Even after the remaining three were pinned down by a blizzard, Wilson was determined to go on, being prepared to make an attempt with Bowers to reach the next depot and bring back some food and fuel – a round trip of 22 miles for two men already at the limit of their endurance.  Both seemed to expect they would die on the way, which may explain why they never left – leaving Scott to die alone would have been a greater strain on them morally than the journey would have been physically.  Wilson kept his equanimity to the end: Scott wrote a very moving letter to Oriana, apologising for getting her husband into this mess and telling her of the “comfortable blue look of hope” in his eyes, “and his mind is peaceful with the Satisfaction of his faith in regarding himself as part of the great scheme of the almighty. I can do no more to comfort you than to tell you that he died as he lived a true brave man – the best of comrades and staunchest of friends.” 
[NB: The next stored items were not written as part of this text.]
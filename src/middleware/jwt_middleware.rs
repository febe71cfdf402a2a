/// Access Token Middleware
///
/// Validates the access token from the Authorization header and injects its
/// claims into request extensions, so handlers receive the caller's identity
/// explicitly via `web::ReqData<Claims>`.

use actix_web::{
    dev::{forward_ready, Service, ServiceRequest, ServiceResponse, Transform},
    http::header,
    Error, HttpMessage,
};
use futures::future::LocalBoxFuture;
use std::rc::Rc;

use crate::auth::{bearer_token, AuthenticationFacade};
use crate::error::{AppError, AuthError};

/// Middleware for routes that require a valid access token
pub struct JwtMiddleware {
    auth: AuthenticationFacade,
}

impl JwtMiddleware {
    pub fn new(auth: AuthenticationFacade) -> Self {
        Self { auth }
    }
}

impl<S, B> Transform<S, ServiceRequest> for JwtMiddleware
where
    S: Service<ServiceRequest, Response = ServiceResponse<B>, Error = Error> + 'static,
    S::Future: 'static,
    B: 'static,
{
    type Response = ServiceResponse<B>;
    type Error = Error;
    type InitError = ();
    type Transform = JwtMiddlewareService<S>;
    type Future = std::future::Ready<Result<Self::Transform, Self::InitError>>;

    fn new_transform(&self, service: S) -> Self::Future {
        std::future::ready(Ok(JwtMiddlewareService {
            service: Rc::new(service),
            auth: self.auth.clone(),
        }))
    }
}

pub struct JwtMiddlewareService<S> {
    service: Rc<S>,
    auth: AuthenticationFacade,
}

impl<S> JwtMiddlewareService<S> {
    fn authorize(&self, req: &ServiceRequest) -> Result<(), AuthError> {
        let authorization = match req.headers().get(header::AUTHORIZATION) {
            Some(value) => Some(value.to_str().map_err(|_| AuthError::MalformedHeader)?),
            None => None,
        };
        let token = bearer_token(authorization)?;
        let claims = self.auth.verify_access(token)?;

        tracing::debug!(subject = %claims.sub, "Access token validated");
        req.extensions_mut().insert(claims);
        Ok(())
    }
}

impl<S, B> Service<ServiceRequest> for JwtMiddlewareService<S>
where
    S: Service<ServiceRequest, Response = ServiceResponse<B>, Error = Error> + 'static,
    S::Future: 'static,
    B: 'static,
{
    type Response = ServiceResponse<B>;
    type Error = Error;
    type Future = LocalBoxFuture<'static, Result<Self::Response, Self::Error>>;

    forward_ready!(service);

    fn call(&self, req: ServiceRequest) -> Self::Future {
        match self.authorize(&req) {
            Ok(()) => {
                let service = self.service.clone();
                Box::pin(async move { service.call(req).await })
            }
            // Logged once, when the error is rendered
            Err(e) => Box::pin(async move { Err(AppError::Auth(e).into()) }),
        }
    }
}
Sources Cheltenham in Antarctica by D.M. Wilson (great-nephew) and D.B. Elder The Last Letters by the Polar Party, ed. Heather Lane, Naomi Boneham, and Robert D. Smith
A note on the drawings: The pages you see here span about a year and a half.  Wilson is my favourite, so I get worked up about getting him right, and then can't draw at all.  What I ought to do is take him to the pub and unwind, but what I actually do is give up and take another stab a few months later, usually in a situation bereft of reference.  Despite all this, in retrospect I think some progress has been made...?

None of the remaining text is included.